Let us consider the applicability limits of the model associated with the boundary conditions. A significant limitation is the zero temperature gradient at the boundaries of the region. This means that all heat remains in the area, which can only be considered true at the onset of heating. Thus, for a weak blood flow, the model can be considered adequate as long as the acoustic brightness temperature increases linearly with time.

Let us show the limitations of the model associated with the acoustic inhomogeneity of the medium. Ultrasound absorption is different in different bodily tissues. If changes in the absorption coefficient correlate with changes in temperature, then the acoustic brightness temperature changes. For example, if absorption in the heated region is greater than the average, then this will increase the acoustic brightness temperature. However, according to [14], the temperature dependence of the ultrasound attenuation coefficient in soft tissues at a temperature of ~37°C at a frequency of ~2 MHz is almost completely absent: the temperature coefficient is 0 ± 0.4 (m K)–1. If the absorption does not depend on temperature, then the spatial inhomogeneity of absorption does not lead to significant changes in the acoustic brightness temperature due to the integral nature of this characteristic.

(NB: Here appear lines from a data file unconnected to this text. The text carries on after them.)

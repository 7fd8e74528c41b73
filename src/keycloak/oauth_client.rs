use base64::{engine::general_purpose::STANDARD, Engine as _};
use reqwest::Method;
use serde::{Deserialize, Serialize};
use tracing::debug;

use super::http_client::{Core, RequestHeaders, Response};
use super::{ClientConfig, KeycloakError, RequestContext};

/// The scope requested when the client has offline access.
pub const OFFLINE_SCOPE: &str = "offline_access";

/// OAuth2 grants this client knows how to request.
#[derive(Debug, Clone, Copy, Default, PartialEq, Eq, Serialize, Deserialize)]
#[serde(rename_all = "snake_case")]
pub enum GrantType {
    #[default]
    Password,
    ClientCredentials,
    RefreshToken,
}

/// The form posted to the token endpoint. Built fresh for every grant.
#[derive(Debug, Clone, Default, PartialEq, Eq, Serialize)]
pub struct AccessGrantRequest {
    pub grant_type: GrantType,
    #[serde(skip_serializing_if = "Option::is_none")]
    pub scope: Option<String>,
    #[serde(skip_serializing_if = "Option::is_none")]
    pub username: Option<String>,
    #[serde(skip_serializing_if = "Option::is_none")]
    pub password: Option<String>,
    #[serde(skip_serializing_if = "Option::is_none")]
    pub refresh_token: Option<String>,
    /// Only sent for public clients; confidential clients authenticate
    /// with HTTP Basic instead.
    #[serde(skip_serializing_if = "Option::is_none")]
    pub client_id: Option<String>,
}

impl AccessGrantRequest {
    /// The grant used to obtain an admin token for the given configuration.
    ///
    /// Service accounts use `client_credentials`; every other mode logs in
    /// with the configured admin account via `password`.
    pub fn for_admin(config: &ClientConfig) -> Self {
        let mut grant = if config.is_confidential() && config.is_service_account() {
            Self {
                grant_type: GrantType::ClientCredentials,
                ..Self::default()
            }
        } else {
            Self {
                grant_type: GrantType::Password,
                username: Some(config.admin_account().to_string()),
                password: Some(config.admin_pass().to_string()),
                ..Self::default()
            }
        };

        if config.offline_access {
            grant.scope = Some(OFFLINE_SCOPE.to_string());
        }
        grant
    }

    /// Trades a previously issued refresh token for a new token pair.
    pub fn refresh(refresh_token: impl Into<String>) -> Self {
        Self {
            grant_type: GrantType::RefreshToken,
            refresh_token: Some(refresh_token.into()),
            ..Self::default()
        }
    }
}

/// An OIDC token as issued by Keycloak's token endpoint.
#[derive(Debug, Clone, Default, PartialEq, Eq, Serialize, Deserialize)]
#[serde(default)]
pub struct OidcToken {
    pub access_token: String,
    pub expires_in: u64,
    pub refresh_expires_in: u64,
    pub refresh_token: String,
    pub token_type: String,
    #[serde(skip_serializing_if = "Option::is_none")]
    pub id_token: Option<String>,
    #[serde(rename = "not-before-policy")]
    pub not_before_policy: i64,
    pub session_state: String,
    pub scope: String,
}

/// Path of the OIDC token endpoint for a realm.
pub(crate) fn token_path(realm: &str) -> String {
    format!("realms/{realm}/protocol/openid-connect/token")
}

/// Posts `grant` to the token endpoint.
///
/// Confidential clients identify themselves with HTTP Basic; public clients
/// carry their `client_id` in the form.
pub(crate) async fn request_token(
    core: &Core,
    ctx: &RequestContext,
    grant: &AccessGrantRequest,
) -> Result<(OidcToken, Response), KeycloakError> {
    let config = &core.config;
    let mut headers = RequestHeaders::form();
    let mut grant = grant.clone();

    // We'll need to identify our client to Keycloak. How we do so depends
    // on whether we have a secret to present.
    if config.is_confidential() {
        let credentials = format!("{}:{}", config.client_id(), config.client_secret());
        headers.authorization = Some(format!("Basic {}", STANDARD.encode(credentials)));
    } else if grant.client_id.is_none() {
        grant.client_id = Some(config.client_id().to_string());
    }

    debug!(
        realm = %config.realm,
        client_id = %config.client_id(),
        grant_type = ?grant.grant_type,
        offline = grant.scope.is_some(),
        "requesting OIDC token"
    );

    // Always built without admin handling: this is how admin tokens are obtained.
    let request = core.build_request(
        Method::POST,
        &token_path(&config.realm),
        Some(&grant),
        &headers,
    )?;

    // Fields Keycloak leaves out of its reply simply stay at their defaults.
    let mut token = OidcToken::default();
    let response = core.execute_json(ctx, request, &mut token).await?;
    Ok((token, response))
}

/// Obtains a fresh admin token. Nothing is cached: every call is one
/// round trip to the token endpoint.
pub(crate) async fn obtain_admin_token(core: &Core) -> Result<OidcToken, KeycloakError> {
    let grant = AccessGrantRequest::for_admin(&core.config);
    let (token, _) = request_token(core, &RequestContext::background(), &grant).await?;
    Ok(token)
}

#[cfg(test)]
mod tests {
    use super::*;
    use httpmock::MockServer;
    use serde_json::json;

    fn form(grant: &AccessGrantRequest) -> String {
        serde_urlencoded::to_string(grant).unwrap()
    }

    #[test]
    fn service_account_uses_client_credentials() {
        let config = ClientConfig::service_account("https://sso/", "demo", false, "svc", "s");
        let grant = AccessGrantRequest::for_admin(&config);

        assert_eq!(grant.grant_type, GrantType::ClientCredentials);
        assert!(grant.username.is_none());
        assert!(grant.password.is_none());
        assert_eq!(form(&grant), "grant_type=client_credentials");
    }

    #[test]
    fn confidential_admin_uses_password_grant() {
        let config = ClientConfig::confidential_admin(
            "https://sso/",
            "demo",
            false,
            "admin-cli",
            "s",
            "admin",
            "hunter2",
        );
        let grant = AccessGrantRequest::for_admin(&config);

        assert_eq!(grant.grant_type, GrantType::Password);
        assert_eq!(grant.username.as_deref(), Some("admin"));
        assert_eq!(grant.password.as_deref(), Some("hunter2"));
        assert_eq!(form(&grant), "grant_type=password&username=admin&password=hunter2");
    }

    #[test]
    fn public_admin_uses_password_grant() {
        let config =
            ClientConfig::public_admin("https://sso/", "demo", false, "admin-cli", "root", "pw");
        let grant = AccessGrantRequest::for_admin(&config);

        assert_eq!(grant.grant_type, GrantType::Password);
        assert_eq!(grant.username.as_deref(), Some("root"));
        assert_eq!(grant.password.as_deref(), Some("pw"));
    }

    #[test]
    fn offline_access_adds_scope_for_every_grant_type() {
        let service = ClientConfig::service_account("https://sso/", "demo", true, "svc", "s");
        let admin = ClientConfig::public_admin("https://sso/", "demo", true, "cli", "root", "pw");

        for config in [service, admin] {
            let grant = AccessGrantRequest::for_admin(&config);
            assert_eq!(grant.scope.as_deref(), Some(OFFLINE_SCOPE));
            assert!(form(&grant).contains("scope=offline_access"));
        }
    }

    #[test]
    fn scope_absent_without_offline_access() {
        let config = ClientConfig::service_account("https://sso/", "demo", false, "svc", "s");
        let grant = AccessGrantRequest::for_admin(&config);
        assert!(grant.scope.is_none());
        assert!(!form(&grant).contains("scope"));
    }

    #[test]
    fn token_deserializes_keycloak_fields() {
        let token: OidcToken = serde_json::from_value(json!({
            "access_token": "abc",
            "expires_in": 300,
            "refresh_expires_in": 1800,
            "refresh_token": "def",
            "token_type": "Bearer",
            "not-before-policy": 0,
            "session_state": "xyz",
            "scope": "profile email"
        }))
        .unwrap();

        assert_eq!(token.access_token, "abc");
        assert_eq!(token.expires_in, 300);
        assert_eq!(token.token_type, "Bearer");
        assert!(token.id_token.is_none());
    }

    #[tokio::test]
    async fn confidential_client_authenticates_with_basic() {
        let server = MockServer::start();
        // base64("svc:s3cret")
        let mock = server.mock(|when, then| {
            when.method("POST")
                .path("/realms/demo/protocol/openid-connect/token")
                .header("authorization", "Basic c3ZjOnMzY3JldA==")
                .header("content-type", "application/x-www-form-urlencoded");
            then.status(200).json_body(json!({ "access_token": "tok" }));
        });

        let config =
            ClientConfig::service_account(server.base_url(), "demo", false, "svc", "s3cret");
        let core = Core::new(config, None).unwrap();

        let token = obtain_admin_token(&core).await.unwrap();
        assert_eq!(token.access_token, "tok");
        mock.assert();
    }

    #[tokio::test]
    async fn token_endpoint_rejection_propagates() {
        let server = MockServer::start();
        let _m = server.mock(|when, then| {
            when.method("POST")
                .path("/realms/demo/protocol/openid-connect/token");
            then.status(401).json_body(json!({
                "error": "invalid_grant",
                "error_description": "Invalid user credentials"
            }));
        });

        let config =
            ClientConfig::public_admin(server.base_url(), "demo", false, "cli", "root", "bad");
        let core = Core::new(config, None).unwrap();

        let err = obtain_admin_token(&core).await.unwrap_err();
        assert_eq!(err.as_upstream().unwrap().message, "Invalid user credentials");
    }
}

In various soft tissues of the body, the sound speed is different. According to [14], the sound speed in the liver and muscle tissue varies from 1568 to 1593 m/s or ±1.6%. These speed variations lead to a change in the hardware function (directivity pattern) of the receiving device, which must be taken into account in the 3D model.

Note the illustrative nature of experimental testing of the algorithm. The experimental conditions did not fully correspond to the numerical calculation parameters: a heating time six times longer; the local source an unheated layer parallel to the surface; the presence of reflection from the resistance placed in the plastisol. However, the problem of experimental verification of the accuracy of the proposed algorithm was not posed. It is important to use the proposed approach to solving the 3D inverse problem, taking into account the instrumental function of the acoustic sensor [23]. This is a topic for future research.

CONCLUSIONS

The proposed algorithm makes it possible to reconstruct the temperature and size of the heated region with an accuracy acceptable for medical applications. This accuracy is reached 2 min after the onset of heating, after which the temperature distribution can be monitored almost continuously. This result is achieved by using the heat equation. The algorithm has been experimentally verified.